→ **Task instructions**: Which lines of the listing below contain the word "crate"? Return them.

→ **Available data**:
#[cfg(test)]
mod tests {
    use super::*;
    use crate::backend::{FileBackend, MemoryBackend};
    use crate::config::BackendKind;
    use crate::document::{Product, Role};
    use pretty_assertions::assert_eq;
    use std::thread;
    use tempfile::TempDir;

    fn open_config() -> StoreConfig {
        StoreConfig {
            enforce_ownership: false,
            ..Default::default()
        }
    }

    fn setup_test_store() -> (MemoryBackend, Store) {
        let backend = MemoryBackend::new();
        let store = Store::with_backend(Box::new(backend.clone()), open_config()).unwrap();
        (backend, store)
    }

    fn product(id: &str) -> Product {
        Product {
            id: id.into(),
            farmer_id: "u_farmer1".into(),
            title: "Handwoven Jute Basket".into(),
            description: "Durable handwoven jute basket".into(),
            price: 850.0,
            inventory: 12,
            images: vec![],
            categories: vec!["Handmade".into(), "Home".into()],
        }
    }

    fn new_user(email: &str) -> NewUser {
        NewUser {
            name: "Kiran".into(),
            email: email.into(),
            password: "secret".into(),
            role: Role::Buyer,
        }
    }

    #[test]
    fn test_open_seeds_bootstrap() {
        let (backend, store) = setup_test_store();
        assert!(backend.raw().is_some());
        assert_eq!(store.get().unwrap(), Document::bootstrap());
    }

    #[test]
    fn test_open_sqlite_store_from_config() {
        let tmp = TempDir::new().unwrap();
        let path = tmp.path().join("farm.db");
        let config = StoreConfig {
            backend: BackendKind::Sqlite,
            ..StoreConfig::for_path(&path)
        };

        let store = Store::open(config.clone()).unwrap();
        assert_eq!(store.status().unwrap().backend, "sqlite");
        let mut doc = store.get().unwrap();
        doc.products.push(product("p1"));
        assert_eq!(store.replace(doc, Some("u_admin")).unwrap(), 1);
        drop(store);

        let reopened = Store::open(config).unwrap();
        let doc = reopened.get().unwrap();
        assert_eq!(doc.version, 1);
        assert_eq!(doc.products, vec![product("p1")]);
    }

    #[test]
    fn test_debug_names_backend() {
        let (_backend, store) = setup_test_store();
        let out = format!("{store:?}");
        assert!(out.contains("backend: \"memory\""), "{out}");
        assert!(out.contains("Versioned"), "{out}");
    }

    #[test]
    fn test_open_on_disk_persists_bootstrap() {
        let tmp = TempDir::new().unwrap();
        let path = tmp.path().join("data.json");
        let store = Store::open(StoreConfig::for_path(&path)).unwrap();
        assert!(path.exists());
        assert_eq!(store.get().unwrap().users.len(), 3);
        assert_eq!(store.status().unwrap().backend, "json");
    }

    #[test]
    fn test_open_refuses_corrupt_state() {
        let backend = MemoryBackend::with_raw("{\"users\": [ {");
        let err = Store::with_backend(Box::new(backend.clone()), open_config()).unwrap_err();
        assert!(matches!(err, FarmStoreError::CorruptState(_)));
        // The corrupt content is not replaced with bootstrap data.
        assert_eq!(backend.raw().as_deref(), Some("{\"users\": [ {"));
    }

    #[test]
    fn test_open_refuses_corrupt_file() {
        let tmp = TempDir::new().unwrap();
        let path = tmp.path().join("data.json");
        std::fs::write(&path, "garbage").unwrap();
        let err = Store::open(StoreConfig::for_path(&path)).unwrap_err();
        assert!(matches!(err, FarmStoreError::CorruptState(_)));
        assert_eq!(std::fs::read_to_string(&path).unwrap(), "garbage");
    }

    #[test]
    fn test_replace_overwrites_whole_document() {
        let (_backend, store) = setup_test_store();
        let mut doc = store.get().unwrap();
        doc.products.push(product("p1"));
        doc.users.truncate(1);

        let version = store.replace(doc.clone(), None).unwrap();
        assert_eq!(version, 1);

        let stored = store.get().unwrap();
        assert_eq!(stored.version, 1);
        assert_eq!(stored.users.len(), 1);
        assert_eq!(stored.products, vec![product("p1")]);
    }

    #[test]
    fn test_replace_survives_reopen() {
        let tmp = TempDir::new().unwrap();
        let path = tmp.path().join("data.json");
        {
            let store = Store::open(StoreConfig {
                enforce_ownership: false,
                ..StoreConfig::for_path(&path)
            })
            .unwrap();
            let mut doc = store.get().unwrap();
            doc.products.push(product("p1"));
            store.replace(doc, None).unwrap();
        }
        let backend = FileBackend::new(&path);
        let doc = backend.load().unwrap().unwrap();
        assert_eq!(doc.version, 1);
        assert_eq!(doc.products.len(), 1);
    }

    #[test]
    fn test_invalid_replace_leaves_document_untouched() {
        let (_backend, store) = setup_test_store();
        let before = store.get().unwrap();

        let mut bad = before.clone();
        let mut p = product("p1");
        p.price = -5.0;
        bad.products.push(p);

        let err = store.replace(bad, None).unwrap_err();
        assert!(matches!(err, FarmStoreError::Validation(_)));
        assert_eq!(store.get().unwrap(), before);
    }

    #[test]
    fn test_persistence_error_is_returned_without_retry() {
        let (backend, store) = setup_test_store();
        let before = store.get().unwrap();
        backend.set_fail_writes(true);

        let mut doc = before.clone();
        doc.products.push(product("p1"));
        let err = store.replace(doc, None).unwrap_err();
        assert!(err.is_persistence());

        backend.set_fail_writes(false);
        assert_eq!(store.get().unwrap(), before);
    }

    #[test]
    fn test_versioned_replace_rejects_stale_write() {
        let (_backend, store) = setup_test_store();
        let base = store.get().unwrap();

        let mut first = base.clone();
        first.products.push(product("p_x"));
        store.replace(first, None).unwrap();

        let mut second = base;
        second.products.push(product("p_y"));
        let err = store.replace(second, None).unwrap_err();
        assert!(matches!(
            err,
            FarmStoreError::VersionConflict {
                expected: 0,
                actual: 1
            }
        ));

        let stored = store.get().unwrap();
        assert!(stored.product("p_x").is_some());
        assert!(stored.product("p_y").is_none());
    }

    #[test]
    fn test_blind_replace_loses_updates() {
        let store = Store::with_backend(
            Box::new(MemoryBackend::new()),
            StoreConfig {
                write_mode: WriteMode::Blind,
                ..open_config()
            },
        )
        .unwrap();
        let base = store.get().unwrap();

        let mut first = base.clone();
        first.products.push(product("p_x"));
        assert_eq!(store.replace(first, None).unwrap(), 1);

        let mut second = base;
        second.products.push(product("p_y"));
        assert_eq!(store.replace(second, None).unwrap(), 2);

        let stored = store.get().unwrap();
        assert!(stored.product("p_x").is_none());
        assert!(stored.product("p_y").is_some());
    }

    #[test]
    fn test_authenticate() {
        let (_backend, store) = setup_test_store();
        let user = store.authenticate("ravi@farm.com", "farmer123").unwrap();
        assert_eq!(user.id, "u_farmer1");
        assert_eq!(user.role, Role::Farmer);

        let wrong_password = store.authenticate("ravi@farm.com", "nope").unwrap_err();
        let unknown_email = store.authenticate("nobody@farm.com", "farmer123").unwrap_err();
        assert!(matches!(wrong_password, FarmStoreError::AuthenticationFailed));
        assert!(matches!(unknown_email, FarmStoreError::AuthenticationFailed));
        assert_eq!(wrong_password.to_string(), unknown_email.to_string());

        // Exact, case-sensitive comparison
        assert!(store.authenticate("RAVI@farm.com", "farmer123").is_err());
    }

    #[test]
    fn test_register_appends_user() {
        let (_backend, store) = setup_test_store();
        let user = store.register(new_user("kiran@buyer.com")).unwrap();
        assert!(user.id.starts_with("u_"));

        let doc = store.get().unwrap();
        assert_eq!(doc.users.len(), 4);
        assert_eq!(doc.version, 1);
        assert_eq!(doc.user(&user.id), Some(&user));
        assert_eq!(
            store.authenticate("kiran@buyer.com", "secret").unwrap(),
            user
        );
    }

    #[test]
    fn test_register_duplicate_email_leaves_users_unchanged() {
        let (_backend, store) = setup_test_store();
        let before = store.get().unwrap();

        let err = store.register(new_user("asha@buyer.com")).unwrap_err();
        assert!(matches!(err, FarmStoreError::DuplicateEmail { .. }));
        assert_eq!(store.get().unwrap(), before);
    }

    #[test]
    fn test_register_requires_email_and_password() {
        let (_backend, store) = setup_test_store();
        let mut blank = new_user("  ");
        assert!(matches!(
            store.register(blank.clone()),
            Err(FarmStoreError::Validation(_))
        ));
        blank.email = "x@y.z".into();
        blank.password = String::new();
        assert!(store.register(blank).is_err());
    }

    #[test]
    fn test_concurrent_register_same_email_yields_one_user() {
        let (_backend, store) = setup_test_store();
        let store = Arc::new(store);

        let handles: Vec<_> = (0..8)
            .map(|_| {
                let store = Arc::clone(&store);
                thread::spawn(move || store.register(new_user("race@buyer.com")))
            })
            .collect();
        let results: Vec<_> = handles.into_iter().map(|h| h.join().unwrap()).collect();

        assert_eq!(results.iter().filter(|r| r.is_ok()).count(), 1);
        let doc = store.get().unwrap();
        let matching = doc
            .users
            .iter()
            .filter(|u| u.email == "race@buyer.com")
            .count();
        assert_eq!(matching, 1);
    }

    #[test]
    fn test_register_bypasses_ownership_but_replace_does_not() {
        let store = Store::with_backend(Box::new(MemoryBackend::new()), StoreConfig::default())
            .unwrap();
        store.register(new_user("new@buyer.com")).unwrap();

        let mut doc = store.get().unwrap();
        doc.products.push(product("p1"));
        assert!(matches!(
            store.replace(doc.clone(), None),
            Err(FarmStoreError::Forbidden(_))
        ));
        assert!(matches!(
            store.replace(doc.clone(), Some("u_ghost")),
            Err(FarmStoreError::Forbidden(_))
        ));
        assert!(store.replace(doc.clone(), Some("u_buyer1")).is_err());
        assert_eq!(store.replace(doc, Some("u_farmer1")).unwrap(), 2);
    }

    #[test]
    fn test_mutate_is_transactional() {
        let (_backend, store) = setup_test_store();
        let before = store.get().unwrap();

        let err = store
            .mutate(None, |doc| {
                doc.products.push(product("p1"));
                Err::<(), _>(FarmStoreError::Other("abort".into()))
            })
            .unwrap_err();
        assert!(matches!(err, FarmStoreError::Other(_)));
        assert_eq!(store.get().unwrap(), before);

        let count = store
            .mutate(None, |doc| {
                doc.products.push(product("p1"));
                Ok(doc.products.len())
            })
            .unwrap();
        assert_eq!(count, 1);
        assert_eq!(store.get().unwrap().version, 1);
    }

    #[test]
    fn test_status_and_validate() {
        let (_backend, store) = setup_test_store();
        let status = store.status().unwrap();
        assert_eq!(status.backend, "memory");
        assert_eq!(status.users, 3);
        assert_eq!(status.version, 0);
        assert!(store.validate().unwrap().is_ok());
    }
}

→ **Written response**:
    use crate::backend::{FileBackend, MemoryBackend};
    use crate::config::BackendKind;
    use crate::document::{Product, Role};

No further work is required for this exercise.